//! Task descriptors: the registered unit of work plus its flags and hooks

use crate::backend::ResultBackend;
use crate::error::TaskError;
use crate::task::request::{Kwargs, Request};
use crate::trace::outcome::{CapturedFailure, TaskState};
use serde_json::Value;
use std::collections::HashSet;
use std::future::Future;
use std::pin::Pin;
use std::sync::Arc;

/// Boxed task body: the unit of work a descriptor wraps.
pub type BoxedTaskFn = Box<
    dyn Fn(
            Arc<Request>,
            Vec<Value>,
            Kwargs,
        ) -> Pin<Box<dyn Future<Output = Result<Value, TaskError>> + Send>>
        + Send
        + Sync,
>;

/// Hook run before the body starts. A failure here is fatal to the trace.
pub type BeforeStartHook = Box<dyn Fn(&str, &[Value], &Kwargs) -> Result<(), TaskError> + Send + Sync>;
/// Hook run after the body returned normally.
pub type SuccessHook = Box<dyn Fn(&Value, &str, &[Value], &Kwargs) + Send + Sync>;
/// Hook run on the failure path, after the result backend saw the failure.
pub type FailureHook = Box<dyn Fn(&CapturedFailure, &str, &[Value], &Kwargs) + Send + Sync>;
/// Hook run on every exit path with the recorded state.
pub type AfterReturnHook = Box<
    dyn Fn(TaskState, Option<&Value>, &str, &[Value], &Kwargs, Option<&CapturedFailure>)
        + Send
        + Sync,
>;

/// Optional lifecycle hooks. All run synchronously on the execution unit
/// that runs the body, in the order the tracer defines; a hook fault is
/// never retried.
#[derive(Default)]
pub struct TaskHooks {
    pub before_start: Option<BeforeStartHook>,
    pub on_success: Option<SuccessHook>,
    pub on_failure: Option<FailureHook>,
    pub after_return: Option<AfterReturnHook>,
}

impl std::fmt::Debug for TaskHooks {
    fn fmt(&self, f: &mut std::fmt::Formatter<'_>) -> std::fmt::Result {
        f.debug_struct("TaskHooks")
            .field("before_start", &self.before_start.is_some())
            .field("on_success", &self.on_success.is_some())
            .field("on_failure", &self.on_failure.is_some())
            .field("after_return", &self.after_return.is_some())
            .finish()
    }
}

/// Per-task configuration flags.
#[derive(Debug, Clone, Default)]
pub struct TaskOptions {
    /// Do not store the return value.
    pub ignore_result: bool,
    /// Store results (and errors) even for eager, in-process runs.
    pub store_eager_result: bool,
    /// Store errors even when `ignore_result` is set.
    pub store_errors_even_if_ignored: bool,
    /// Acknowledge the message only after successful execution.
    pub acks_late: bool,
    /// Error-kind tags this task is documented to raise. Matching failures
    /// are logged tersely as expected.
    pub throws: HashSet<String>,
}

impl TaskOptions {
    /// Set the expected error kinds from a list of tags.
    pub fn with_throws<I, S>(mut self, kinds: I) -> Self
    where
        I: IntoIterator<Item = S>,
        S: Into<String>,
    {
        self.throws = kinds.into_iter().map(Into::into).collect();
        self
    }
}

/// A registered task: name, body, flags, hooks and the result backend it is
/// bound to. Immutable after registration; the tracer only reads it.
pub struct RegisteredTask {
    /// Unique task name.
    pub name: String,
    /// Per-task flags.
    pub options: TaskOptions,
    /// Lifecycle hooks.
    pub hooks: TaskHooks,
    body: BoxedTaskFn,
    backend: Arc<dyn ResultBackend>,
}

impl RegisteredTask {
    /// Create a task from a boxed body.
    pub fn new(
        name: impl Into<String>,
        options: TaskOptions,
        body: BoxedTaskFn,
        backend: Arc<dyn ResultBackend>,
    ) -> Self {
        Self {
            name: name.into(),
            options,
            hooks: TaskHooks::default(),
            body,
            backend,
        }
    }

    /// Create a task from a plain async closure.
    pub fn from_fn<F, Fut>(
        name: impl Into<String>,
        options: TaskOptions,
        backend: Arc<dyn ResultBackend>,
        body: F,
    ) -> Self
    where
        F: Fn(Arc<Request>, Vec<Value>, Kwargs) -> Fut + Send + Sync + 'static,
        Fut: Future<Output = Result<Value, TaskError>> + Send + 'static,
    {
        let boxed: BoxedTaskFn = Box::new(move |request, args, kwargs| {
            Box::pin(body(request, args, kwargs))
        });
        Self::new(name, options, boxed, backend)
    }

    /// Attach lifecycle hooks.
    pub fn with_hooks(mut self, hooks: TaskHooks) -> Self {
        self.hooks = hooks;
        self
    }

    /// Run the body.
    pub async fn run(
        &self,
        request: Arc<Request>,
        args: Vec<Value>,
        kwargs: Kwargs,
    ) -> Result<Value, TaskError> {
        (self.body)(request, args, kwargs).await
    }

    /// The result backend this task is bound to.
    pub fn backend(&self) -> &Arc<dyn ResultBackend> {
        &self.backend
    }
}

impl std::fmt::Debug for RegisteredTask {
    fn fmt(&self, f: &mut std::fmt::Formatter<'_>) -> std::fmt::Result {
        f.debug_struct("RegisteredTask")
            .field("name", &self.name)
            .field("options", &self.options)
            .field("hooks", &self.hooks)
            .field("body", &"<function>")
            .finish()
    }
}
//! Taskwire worker execution core
//!
//! This crate is the execution tracer of a Taskwire worker: it takes a
//! registered task plus a per-delivery invocation context, runs the body
//! exactly once (subject to deduplication of redelivered acknowledge-late
//! messages), classifies the outcome into a small state machine, and drives
//! the side effects that follow — result persistence, lifecycle signals,
//! callback and chain dispatch, and failure logging.
//!
//! The transport, the worker pool and the concrete result store live
//! elsewhere; they meet this crate at the [`ResultBackend`],
//! [`Signature`] and [`Observe`] boundaries.
//!
//! ```no_run
//! use std::sync::Arc;
//! use serde_json::json;
//! use taskwire::prelude::*;
//!
//! # async fn run() -> Result<(), Box<dyn std::error::Error>> {
//! let backend: Arc<dyn ResultBackend> = Arc::new(MemoryBackend::new());
//! let registry = TaskRegistry::new();
//! let tracer = registry.register(
//!     RegisteredTask::from_fn("add", TaskOptions::default(), backend, |_req, args, _kw| async move {
//!         Ok(json!(args[0].as_i64().unwrap_or(0) + args[1].as_i64().unwrap_or(0)))
//!     }),
//!     TraceOptions::default(),
//! )?;
//!
//! let reply = trace_task(
//!     &tracer,
//!     "id-1",
//!     vec![json!(2), json!(2)],
//!     Kwargs::new(),
//!     Request::new("id-1"),
//! )
//! .await?;
//! assert_eq!(reply.retval, Some(json!(4)));
//! # Ok(())
//! # }
//! ```

pub mod backend;
pub mod canvas;
pub mod config;
pub mod error;
pub mod signals;
pub mod task;
pub mod trace;

// Re-export commonly used types
pub use backend::{MemoryBackend, ResultBackend, StoredResult};
pub use canvas::{NoOpSignature, Signature, SignatureRef, SubmitOptions};
pub use config::WorkerConfig;
pub use error::{BackendError, CanvasError, TaskError, TaskResult, TraceError};
pub use signals::{Observe, SignalHub, TaskSignal};
pub use task::{
    CallOverrides, DeliveryInfo, Kwargs, RegisteredTask, RegistryError, Request, TaskHooks,
    TaskOptions, TaskRegistry,
};
pub use trace::{
    build_tracer, trace_task, CapturedFailure, ExecStack, LogPolicy, Optimizations, SuccessSet,
    TaskState, TraceInfo, TraceOptions, TraceReply, Traced, Tracer,
};

/// Prelude module for convenient imports
pub mod prelude {
    pub use crate::backend::{MemoryBackend, ResultBackend, StoredResult};
    pub use crate::canvas::{NoOpSignature, Signature, SignatureRef, SubmitOptions};
    pub use crate::config::WorkerConfig;
    pub use crate::error::{BackendError, CanvasError, TaskError, TaskResult, TraceError};
    pub use crate::signals::{Observe, SignalHub, TaskSignal};
    pub use crate::task::{
        CallOverrides, DeliveryInfo, Kwargs, RegisteredTask, RegistryError, Request, TaskHooks,
        TaskOptions, TaskRegistry,
    };
    pub use crate::trace::{
        build_tracer, trace_task, CapturedFailure, ExecStack, LogPolicy, Optimizations,
        SuccessSet, TaskState, TraceInfo, TraceOptions, TraceReply, Traced, Tracer,
    };
    pub use async_trait::async_trait;
    pub use serde_json::{json, Value};
}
┄┄┄┄┄┄
◆ DIRECTIONS ◆
Set out every line from the material that contains the string "TaskError".

◆ TASK RESPONSE ◆
use crate::error::TaskError;
        ) -> Pin<Box<dyn Future<Output = Result<Value, TaskError>> + Send>>
pub type BeforeStartHook = Box<dyn Fn(&str, &[Value], &Kwargs) -> Result<(), TaskError> + Send + Sync>;
        Fut: Future<Output = Result<Value, TaskError>> + Send + 'static,
    ) -> Result<Value, TaskError> {
pub use error::{BackendError, CanvasError, TaskError, TaskResult, TraceError};
    pub use crate::error::{BackendError, CanvasError, TaskError, TaskResult, TraceError};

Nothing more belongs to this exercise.